Raman spectroscopy allows the acquisition of molecularly specific signatures of pure compounds and mixtures making it a popular method for material identification applications. In hazardous materials, security and counter terrorism applications, conventional handheld Raman systems are typically limited to operation by line-of-sight or through relatively transparent plastic bags / clear glass vials. If materials are concealed behind thicker, coloured or opaque barriers it can be necessary to open and take a sample. Spatially Offset Raman Spectroscopy (SORS)[1] is a novel variant of Raman spectroscopy whereby multiple measurements at differing positions are used to separate the spectrum arising from the sub layers of a sample from the spectrum at the surface. For the first time, a handheld system based on SORS has been developed and applied to hazardous materials identification. The system - "Resolve" - enables new capabilities in the rapid identification of materials concealed by a wide variety of non-metallic sealed containers such as; coloured and opaque plastics, paper, card, sacks, fabric and glass. The range of potential target materials includes toxic industrial chemicals, explosives, narcotics, chemical warfare agents and biological materials. Resolve has the potential to improve the safety, efficiency and critical decision making in incident management, search operations, policing and ports and border operations. The operator is able to obtain a positive identification of a potentially hazardous material without opening or disturbing the container - to gain access to take a sample - thus improving safety.

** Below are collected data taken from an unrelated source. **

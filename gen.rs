use anyhow::{Context, Result};
use clap::{Parser, ValueEnum};
use std::io::Write;
use std::path::{Path, PathBuf};
use tracing::{debug, info};
use tracing_subscriber::EnvFilter;
use xml_bindgen::{Envelope, Model, ProtocolDefaults};

#[derive(Debug, Clone, Copy, ValueEnum)]
enum EnvelopeArg {
    /// The output structure is the document root
    Bare,
    /// The output sits in <OpResponse><OpResult>
    Wrapped,
}

#[derive(Parser, Debug)]
#[command(author, version, about = "Generate Rust types and XML decoders from shape models")]
struct Args {
    /// Where to write the bindings, `-` for stdout
    #[arg(short, long, default_value = "-")]
    out: String,

    /// How operation outputs are enclosed
    #[arg(long, value_enum, default_value_t = EnvelopeArg::Bare)]
    envelope: EnvelopeArg,

    /// Error documents have a bare <Error> root
    #[arg(long)]
    no_error_wrapping: bool,

    /// Prefix for every element name that has none of its own
    #[arg(long)]
    namespace_prefix: Option<String>,

    /// Model files, or directories holding them
    #[arg(required = true)]
    models: Vec<PathBuf>,
}

fn main() -> Result<()> {
    let args = Args::parse();
    tracing_subscriber::fmt()
        .with_writer(std::io::stderr)
        .with_env_filter(EnvFilter::from_default_env().add_directive("info".parse()?))
        .init();

    let mut model = Model::new();
    for path in &args.models {
        load(path, &mut model)?;
    }

    let defaults = ProtocolDefaults {
        envelope: match args.envelope {
            EnvelopeArg::Bare => Envelope::Bare,
            EnvelopeArg::Wrapped => Envelope::Wrapped,
        },
        error_wrapping: !args.no_error_wrapping,
        namespace_prefix: args.namespace_prefix.clone(),
        ..ProtocolDefaults::default()
    };
    let tokens = xml_bindgen::generate(&model, &defaults).context("generate bindings")?;
    let src = xml_bindgen::render(tokens).context("render bindings")?;

    if args.out == "-" {
        let mut out = std::io::stdout().lock();
        out.write_all(xml_bindgen::HEADER.as_bytes())?;
        out.write_all(src.as_bytes())?;
    } else {
        std::fs::write(&args.out, format!("{}{src}", xml_bindgen::HEADER))
            .with_context(|| format!("write {}", args.out))?;
    }
    info!(out = %args.out, shapes = model.shapes.len(), "wrote bindings");
    Ok(())
}

fn load(path: &Path, model: &mut Model) -> Result<()> {
    let meta = std::fs::metadata(path).with_context(|| format!("stat {}", path.display()))?;
    if meta.is_dir() {
        let mut entries = std::fs::read_dir(path)
            .with_context(|| format!("read dir {}", path.display()))?
            .map(|entry| entry.map(|e| e.path()))
            .collect::<std::io::Result<Vec<_>>>()?;
        entries.sort();
        for entry in entries {
            if entry.is_dir() || entry.extension().map_or(false, |ext| ext == "xml") {
                load(&entry, model)?;
            }
        }
        return Ok(());
    }

    debug!(path = %path.display(), "loading model");
    let xml = std::fs::read(path).with_context(|| format!("read {}", path.display()))?;
    let loaded = xml_bindgen::parse(&xml).with_context(|| format!("parse {}", path.display()))?;
    model.merge(loaded).with_context(|| format!("merge {}", path.display()))?;
    Ok(())
}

The technique is fast and simple thus suit and breathing gear time is used more efficiently. SORS also allows Raman to be deployed at an earlier stage in an event before more intrusive techniques are used. Evidential information is preserved and the chain of custody protected. Examples of detection capability for a number of materials and barrier types are presented below.

Paper Details

Date Published: 24 October 2016
PDF: 10 pages
Proc. SPIE 9995, Optics and Photonics for Counterterrorism, Crime Fighting, and Defence XII, 999506 (24 October 2016); doi: 10.1117/12.2241540
Show Author Affiliations
Robert J. Stokes, Cobalt Light Systems Ltd. (United Kingdom)
Mike Bailey, Cobalt Light Systems Ltd. (United Kingdom)
Stuart Bonthron, Cobalt Light Systems Ltd. (United Kingdom)
Thomas Stone, Cobalt Light Systems Ltd. (United Kingdom)
Guy Maskall, Cobalt Light Systems Ltd. (United Kingdom)
Oliver Presly, Cobalt Light Systems Ltd. (United Kingdom)
Eric Roy, Cobalt Light Systems Ltd. (United Kingdom)
Craig Tombling, Cobalt Light Systems Ltd. (United Kingdom)
Paul W. Loeffen, Cobalt Light Systems Ltd. (United Kingdom)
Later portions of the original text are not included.